[This post is a continuation of the previous one. Click to read it.]
It seems that Lakoff & Johnson's notion of "flesh" is limited to neurons and synapses. Maurice Merleau-Ponty, whom they explicitly follow, used the same word to refer to the space between, the connectedness, the out-there of our perceptions. It is the folding and unfolding of our consciousness — which usually perceives outside our bodies — in play with other consciousnesses, in a social and environmental space so far from the cogito. Consciousness exists in open space, not enclosed in our brains.
Lakoff & Johnson have no sense of the social on this level. Instead, there's depends on the objectivism of the natural sciences. While I realize in the last chapter they qualify their dependence on cognitive science, Philosophy in the Flesh is overwhelmingly a book that uses science as its foundation. In so doing they sidestep the very critique of science made implicitly and explicitly in Merleau-Ponty's notion of flesh: for him, flesh is a primal way of being, that which we forget we forget, the very space and possibility of perception.
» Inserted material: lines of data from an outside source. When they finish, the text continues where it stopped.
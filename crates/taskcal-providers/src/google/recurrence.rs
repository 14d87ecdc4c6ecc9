//! RFC 5545 `RRULE` strings for the subset of rules local events express.
//!
//! Only `FREQ`, `INTERVAL`, `COUNT` and `UNTIL` are understood. Other parts
//! (`BYDAY`, `WKST`, ...) are dropped on import. `UNTIL` is written as the
//! last second of the end date in UTC so the end date itself stays included.

use chrono::{DateTime, NaiveDate, NaiveDateTime, Utc};
use taskcal_core::{Recurrence, RecurrenceType};

use crate::error::{ProviderError, ProviderResult};

const PREFIX: &str = "RRULE:";

fn freq(kind: RecurrenceType) -> &'static str {
    match kind {
        RecurrenceType::Daily => "DAILY",
        RecurrenceType::Weekly => "WEEKLY",
        RecurrenceType::Monthly => "MONTHLY",
        RecurrenceType::Yearly => "YEARLY",
    }
}

/// Serializes a rule as a single `RRULE:` line.
pub fn to_rrule(rule: &Recurrence) -> String {
    let mut parts = vec![format!("FREQ={}", freq(rule.kind))];
    if let Some(interval) = rule.interval.filter(|i| *i > 1) {
        parts.push(format!("INTERVAL={}", interval));
    }
    if let Some(count) = rule.count {
        parts.push(format!("COUNT={}", count));
    }
    if let Some(end) = rule.end_date {
        parts.push(format!("UNTIL={}T235959Z", end.format("%Y%m%d")));
    }
    format!("{}{}", PREFIX, parts.join(";"))
}

fn parse_until(raw: &str) -> ProviderResult<NaiveDate> {
    if let Ok(dt) = NaiveDateTime::parse_from_str(raw, "%Y%m%dT%H%M%SZ") {
        return Ok(dt.and_utc().date_naive());
    }
    if let Ok(dt) = DateTime::parse_from_str(raw, "%Y%m%dT%H%M%S%z") {
        return Ok(dt.with_timezone(&Utc).date_naive());
    }
    NaiveDate::parse_from_str(raw, "%Y%m%d")
        .map_err(|_| ProviderError::validation(format!("invalid UNTIL value {:?}", raw)))
}

fn parse_number(key: &str, raw: &str) -> ProviderResult<u32> {
    raw.parse()
        .map_err(|_| ProviderError::validation(format!("invalid {} value {:?}", key, raw)))
}

/// Parses one `RRULE` line.
pub fn from_rrule(line: &str) -> ProviderResult<Recurrence> {
    let body = line.trim().strip_prefix(PREFIX).unwrap_or(line.trim());
    let mut kind = None;
    let mut rule_interval = None;
    let mut count = None;
    let mut end_date = None;

    for part in body.split(';').filter(|p| !p.is_empty()) {
        let Some((key, value)) = part.split_once('=') else {
            return Err(ProviderError::validation(format!("malformed rule part {:?}", part)));
        };
        match key.to_ascii_uppercase().as_str() {
            "FREQ" => {
                kind = Some(match value.to_ascii_uppercase().as_str() {
                    "DAILY" => RecurrenceType::Daily,
                    "WEEKLY" => RecurrenceType::Weekly,
                    "MONTHLY" => RecurrenceType::Monthly,
                    "YEARLY" => RecurrenceType::Yearly,
                    other => {
                        return Err(ProviderError::validation(format!(
                            "unsupported frequency {}",
                            other
                        )));
                    }
                })
            }
            "INTERVAL" => rule_interval = Some(parse_number("INTERVAL", value)?),
            "COUNT" => count = Some(parse_number("COUNT", value)?),
            "UNTIL" => end_date = Some(parse_until(value)?),
            _ => {}
        }
    }

    let kind = kind.ok_or_else(|| ProviderError::validation(format!("rule has no FREQ: {}", line)))?;
    Ok(Recurrence {
        kind,
        interval: rule_interval.filter(|i| *i > 1),
        count,
        end_date,
    })
}

/// Returns the first `RRULE` of an event's recurrence lines, parsed.
///
/// `EXDATE`/`RDATE` lines are ignored.
pub fn from_recurrence_lines(lines: &[String]) -> ProviderResult<Option<Recurrence>> {
    lines
        .iter()
        .find(|l| l.trim_start().starts_with(PREFIX))
        .map(|l| from_rrule(l))
        .transpose()
}

#[cfg(test)]
mod tests {
    use super::*;

    fn date(y: i32, m: u32, d: u32) -> NaiveDate {
        NaiveDate::from_ymd_opt(y, m, d).unwrap()
    }

    #[test]
    fn serializes_all_parts() {
        let rule = Recurrence::new(RecurrenceType::Weekly)
            .with_interval(2)
            .with_count(10)
            .with_end_date(date(2025, 12, 31));
        assert_eq!(
            to_rrule(&rule),
            "RRULE:FREQ=WEEKLY;INTERVAL=2;COUNT=10;UNTIL=20251231T235959Z"
        );
        assert_eq!(from_rrule(&to_rrule(&rule)).unwrap(), rule);
    }

    #[test]
    fn interval_of_one_is_implicit() {
        let rule = Recurrence::new(RecurrenceType::Daily).with_interval(1);
        assert_eq!(to_rrule(&rule), "RRULE:FREQ=DAILY");
        assert_eq!(from_rrule("RRULE:FREQ=DAILY;INTERVAL=1").unwrap().interval, None);
    }

    #[test]
    fn until_accepts_date_and_datetime() {
        let a = from_rrule("RRULE:FREQ=MONTHLY;UNTIL=20250630").unwrap();
        let b = from_rrule("RRULE:FREQ=MONTHLY;UNTIL=20250630T120000Z").unwrap();
        assert_eq!(a.end_date, Some(date(2025, 6, 30)));
        assert_eq!(b.end_date, Some(date(2025, 6, 30)));
    }

    #[test]
    fn unknown_parts_are_dropped() {
        let rule = from_rrule("RRULE:FREQ=WEEKLY;BYDAY=MO,WE;WKST=MO").unwrap();
        assert_eq!(rule, Recurrence::new(RecurrenceType::Weekly));
    }

    #[test]
    fn rejects_missing_or_unknown_frequency() {
        assert!(from_rrule("RRULE:COUNT=3").is_err());
        assert!(from_rrule("RRULE:FREQ=HOURLY").is_err());
        assert!(from_rrule("RRULE:FREQ=DAILY;COUNT=x").is_err());
    }

    #[test]
    fn picks_rrule_line() {
        let lines = vec![
            "EXDATE;VALUE=DATE:20250101".to_string(),
            "RRULE:FREQ=YEARLY".to_string(),
        ];
        let rule = from_recurrence_lines(&lines).unwrap().unwrap();
        assert_eq!(rule.kind, RecurrenceType::Yearly);
        assert!(from_recurrence_lines(&[]).unwrap().is_none());
    }
}
//! Client configuration.
//!
//! All settings live in `~/.config/taskcal/config.toml`. Every section is
//! optional; a missing file yields the defaults.
//!
//! ```toml
//! [exchange]
//! url = "http://127.0.0.1:8787"
//! timeout_secs = 30
//!
//! [google]
//! client_id = "env::TASKCAL_GOOGLE_CLIENT_ID"
//! redirect_port = 8976
//!
//! [sync]
//! providers = ["google-tasks", "google-calendar"]
//! task_lists = ["Work"]
//! calendars = []
//! interval_secs = 300
//!
//! [storage]
//! data_dir = "/home/me/.local/share/taskcal"
//! ```
//!
//! Provider `client_id` values support secret references, see
//! [`crate::secret`].

use std::path::{Path, PathBuf};
use std::time::Duration;

use serde::{Deserialize, Serialize};
use taskcal_core::Provider;
use taskcal_providers::auth::ExchangeConfig;
use taskcal_providers::auth::exchange::DEFAULT_EXCHANGE_URL;
use taskcal_providers::auth::provider::{AuthProviderConfig, loopback_redirect_uri};

use crate::error::{ClientError, ClientResult};

/// Configuration for the taskcal client.
#[derive(Debug, Clone, Default, PartialEq, Serialize, Deserialize)]
#[serde(default)]
pub struct ClientConfig {
    /// Token exchange service.
    pub exchange: ExchangeSettings,

    /// Google settings.
    pub google: ProviderSettings,

    /// Microsoft settings.
    pub microsoft: ProviderSettings,

    /// Todoist settings.
    pub todoist: ProviderSettings,

    /// Sync settings.
    pub sync: SyncSection,

    /// Storage settings.
    pub storage: StorageSettings,
}

/// Location of the token exchange service.
#[derive(Debug, Clone, PartialEq, Serialize, Deserialize)]
#[serde(default)]
pub struct ExchangeSettings {
    /// Base URL of the service.
    pub url: String,

    /// Request timeout in seconds.
    pub timeout_secs: u64,
}

impl Default for ExchangeSettings {
    fn default() -> Self {
        Self {
            url: DEFAULT_EXCHANGE_URL.to_string(),
            timeout_secs: 30,
        }
    }
}

impl ExchangeSettings {
    /// Converts to the exchange client configuration.
    pub fn to_exchange_config(&self) -> ClientResult<ExchangeConfig> {
        let config = ExchangeConfig::new(&self.url)
            .with_timeout(Duration::from_secs(self.timeout_secs.max(1)));
        config.validate()?;
        Ok(config)
    }
}

/// OAuth client settings of one provider.
#[derive(Debug, Clone, Default, PartialEq, Serialize, Deserialize)]
#[serde(default)]
pub struct ProviderSettings {
    /// OAuth client id (supports `pass::` and `env::` prefixes).
    pub client_id: Option<String>,

    /// Loopback port for the consent redirect.
    pub redirect_port: Option<u16>,
}

impl ProviderSettings {
    /// Returns true if a client id is set.
    pub fn is_configured(&self) -> bool {
        self.client_id.is_some()
    }

    /// Builds the auth configuration for `provider`, resolving the client id.
    ///
    /// Returns `None` when no client id is configured.
    pub fn auth_config(&self, provider: Provider) -> ClientResult<Option<AuthProviderConfig>> {
        let Some(raw) = self.client_id.as_deref() else {
            return Ok(None);
        };
        let client_id = crate::secret::resolve(raw).map_err(|e| {
            ClientError::config(format!("[{}] client_id: {}", provider, e))
        })?;

        let mut config = AuthProviderConfig::preset(provider, client_id);
        if let Some(port) = self.redirect_port {
            config = config.with_redirect_uri(loopback_redirect_uri(port));
        }
        config.validate()?;
        Ok(Some(config))
    }
}

/// What to sync and how often.
#[derive(Debug, Clone, PartialEq, Serialize, Deserialize)]
#[serde(default)]
pub struct SyncSection {
    /// Enabled sync providers, by name (`google-tasks`, `google-calendar`).
    pub providers: Vec<String>,

    /// Named task lists pulled on every pass besides the default list.
    pub task_lists: Vec<String>,

    /// Named calendars pulled on every pass besides the primary calendar.
    pub calendars: Vec<String>,

    /// Seconds between passes in watch mode.
    pub interval_secs: u64,

    /// Months of past events to pull.
    pub window_back_months: u32,

    /// Months of future events to pull.
    pub window_forward_months: u32,
}

impl Default for SyncSection {
    fn default() -> Self {
        Self {
            providers: vec!["google-tasks".to_string(), "google-calendar".to_string()],
            task_lists: Vec::new(),
            calendars: Vec::new(),
            interval_secs: 300,
            window_back_months: 3,
            window_forward_months: 3,
        }
    }
}

impl SyncSection {
    /// Returns true if the named provider is enabled.
    pub fn is_enabled(&self, name: &str) -> bool {
        self.providers.iter().any(|p| p == name)
    }

    /// Returns the polling interval.
    pub fn interval(&self) -> Duration {
        Duration::from_secs(self.interval_secs.max(1))
    }
}

/// Where local state lives.
#[derive(Debug, Clone, Default, PartialEq, Serialize, Deserialize)]
#[serde(default)]
pub struct StorageSettings {
    /// Overrides the data directory.
    pub data_dir: Option<PathBuf>,
}

impl ClientConfig {
    /// Loads configuration from the default path.
    pub fn load() -> ClientResult<Self> {
        let path = Self::default_path();
        if path.exists() {
            Self::load_from(&path)
        } else {
            Ok(Self::default())
        }
    }

    /// Loads configuration from a specific path.
    pub fn load_from(path: &Path) -> ClientResult<Self> {
        let content = std::fs::read_to_string(path).map_err(|e| {
            ClientError::config(format!("failed to read {}: {}", path.display(), e))
        })?;
        Self::parse(&content)
    }

    /// Parses configuration from TOML text.
    pub fn parse(content: &str) -> ClientResult<Self> {
        toml::from_str(content)
            .map_err(|e| ClientError::config(format!("failed to parse config: {}", e)))
    }

    /// Returns the settings of `provider`.
    pub fn provider(&self, provider: Provider) -> &ProviderSettings {
        match provider {
            Provider::Google => &self.google,
            Provider::Microsoft => &self.microsoft,
            Provider::Todoist => &self.todoist,
        }
    }

    /// Returns the settings of `provider` for modification.
    pub fn provider_mut(&mut self, provider: Provider) -> &mut ProviderSettings {
        match provider {
            Provider::Google => &mut self.google,
            Provider::Microsoft => &mut self.microsoft,
            Provider::Todoist => &mut self.todoist,
        }
    }

    /// Returns the data directory, honouring the `[storage]` override.
    pub fn data_dir(&self) -> PathBuf {
        self.storage
            .data_dir
            .clone()
            .unwrap_or_else(Self::default_data_dir)
    }

    /// Checks every section and resolves configured client ids.
    pub fn validate(&self) -> ClientResult<()> {
        self.exchange.to_exchange_config()?;
        for provider in Provider::ALL {
            self.provider(provider).auth_config(provider)?;
        }
        for name in &self.sync.providers {
            if !KNOWN_SYNC_PROVIDERS.contains(&name.as_str()) {
                return Err(ClientError::config(format!(
                    "unknown sync provider '{}' (expected one of: {})",
                    name,
                    KNOWN_SYNC_PROVIDERS.join(", ")
                )));
            }
        }
        Ok(())
    }

    /// Returns the default configuration file path.
    pub fn default_path() -> PathBuf {
        Self::default_config_dir().join("config.toml")
    }

    /// Returns the default configuration directory.
    pub fn default_config_dir() -> PathBuf {
        dirs::config_dir()
            .unwrap_or_else(|| PathBuf::from("."))
            .join("taskcal")
    }

    /// Returns the default data directory path.
    pub fn default_data_dir() -> PathBuf {
        dirs::data_dir()
            .unwrap_or_else(|| PathBuf::from("."))
            .join("taskcal")
    }
}

/// Sync provider names accepted in `[sync] providers`.
pub const KNOWN_SYNC_PROVIDERS: [&str; 5] = [
    "google-tasks",
    "google-calendar",
    "microsoft-tasks",
    "microsoft-calendar",
    "todoist-tasks",
];

/// Writes `client_id` into the `[provider]` table of the config file at
/// `path`, keeping the rest of the file as written.
pub fn save_client_id(path: &Path, provider: Provider, client_id: &str) -> ClientResult<()> {
    let content = if path.exists() {
        std::fs::read_to_string(path)?
    } else {
        String::new()
    };

    let mut doc = content
        .parse::<toml_edit::DocumentMut>()
        .map_err(|e| ClientError::config(format!("failed to parse {}: {}", path.display(), e)))?;

    let key = provider.as_str();
    if !doc.contains_key(key) {
        doc[key] = toml_edit::Item::Table(toml_edit::Table::new());
    }
    match doc[key].as_table_mut() {
        Some(table) => table["client_id"] = toml_edit::value(client_id),
        None => {
            return Err(ClientError::config(format!(
                "'{}' in {} is not a table",
                key,
                path.display()
            )));
        }
    }

    if let Some(parent) = path.parent() {
        std::fs::create_dir_all(parent)?;
    }
    std::fs::write(path, doc.to_string())?;
    Ok(())
}

#[cfg(test)]
mod tests {
    use super::*;

    #[test]
    fn missing_sections_use_defaults() {
        let config = ClientConfig::parse("").unwrap();
        assert_eq!(config, ClientConfig::default());
        assert_eq!(config.exchange.url, DEFAULT_EXCHANGE_URL);
        assert!(config.sync.is_enabled("google-tasks"));
        assert_eq!(config.sync.interval(), Duration::from_secs(300));
        assert!(config.google.auth_config(Provider::Google).unwrap().is_none());
    }

    #[test]
    fn parses_all_sections() {
        let config = ClientConfig::parse(
            r#"
[exchange]
url = "https://exchange.example.com"
timeout_secs = 10

[google]
client_id = "abc.apps.googleusercontent.com"
redirect_port = 9000

[todoist]
client_id = "todo-id"

[sync]
providers = ["google-tasks"]
task_lists = ["Work", "Home"]
interval_secs = 60

[storage]
data_dir = "/tmp/taskcal"
"#,
        )
        .unwrap();

        assert_eq!(
            config.exchange.to_exchange_config().unwrap().timeout,
            Duration::from_secs(10)
        );
        assert!(!config.sync.is_enabled("google-calendar"));
        assert_eq!(config.sync.task_lists, vec!["Work", "Home"]);
        assert_eq!(config.data_dir(), PathBuf::from("/tmp/taskcal"));
        assert!(config.provider(Provider::Todoist).is_configured());
        assert!(!config.provider(Provider::Microsoft).is_configured());

        let google = config
            .google
            .auth_config(Provider::Google)
            .unwrap()
            .unwrap();
        assert_eq!(google.client_id, "abc.apps.googleusercontent.com");
        assert_eq!(google.redirect_uri, "http://127.0.0.1:9000/callback");
        config.validate().unwrap();
    }

    #[test]
    fn client_id_env_reference_is_resolved() {
        unsafe {
            std::env::set_var("_TASKCAL_TEST_GOOGLE_ID", "env-id.apps.googleusercontent.com");
        }
        let settings = ProviderSettings {
            client_id: Some("env::_TASKCAL_TEST_GOOGLE_ID".to_string()),
            redirect_port: None,
        };
        let config = settings.auth_config(Provider::Google).unwrap().unwrap();
        assert_eq!(config.client_id, "env-id.apps.googleusercontent.com");
        unsafe {
            std::env::remove_var("_TASKCAL_TEST_GOOGLE_ID");
        }
    }

    #[test]
    fn validate_rejects_bad_values() {
        let mut config = ClientConfig::default();
        config.exchange.url = "ftp://nope".to_string();
        assert!(config.validate().is_err());

        let mut config = ClientConfig::default();
        config.sync.providers.push("dropbox-files".to_string());
        let err = config.validate().unwrap_err();
        assert!(err.to_string().contains("dropbox-files"));

        let mut config = ClientConfig::default();
        config.google.client_id = Some("env::_TASKCAL_UNSET_VAR_98765".to_string());
        assert!(config.validate().is_err());
    }

    #[test]
    fn save_client_id_preserves_other_settings() {
        let tmp = tempfile::tempdir().unwrap();
        let path = tmp.path().join("config.toml");
        std::fs::write(&path, "# mine\n[sync]\ninterval_secs = 120\n").unwrap();

        save_client_id(&path, Provider::Google, "new-id").unwrap();

        let written = std::fs::read_to_string(&path).unwrap();
        assert!(written.starts_with("# mine"));
        let config = ClientConfig::load_from(&path).unwrap();
        assert_eq!(config.google.client_id.as_deref(), Some("new-id"));
        assert_eq!(config.sync.interval_secs, 120);
    }

    #[test]
    fn save_client_id_creates_the_file() {
        let tmp = tempfile::tempdir().unwrap();
        let path = tmp.path().join("nested").join("config.toml");
        save_client_id(&path, Provider::Todoist, "todo").unwrap();
        let config = ClientConfig::load_from(&path).unwrap();
        assert_eq!(config.todoist.client_id.as_deref(), Some("todo"));
    }
}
Science is a self-consciously developed way of thinking and explaining that is many steps abstracted from this notion of flesh.
Objectivity is a construct distant from the flesh of the world.
Lakoff & Johnson would agree with the last sentence. However, that doesn't mean that their work isn't deeply dependent on science, rather than Merleau-Ponty's flesh, as the origin of its thought.
What it comes down to is that I am still, over a century after its inception, most sympathetic to phenomenology as a philosophy. This means that I feel Lakoff & Johnson's critique of science does not go far enough.
It does not account for the perception before the perception that we happen to notice. Instead, it uses cognitive science as an explanation for this subconscious.
But in Merleau-Ponty's hands, this subconscious must always remain part mystery, can only be approached in part, can never be fully explained.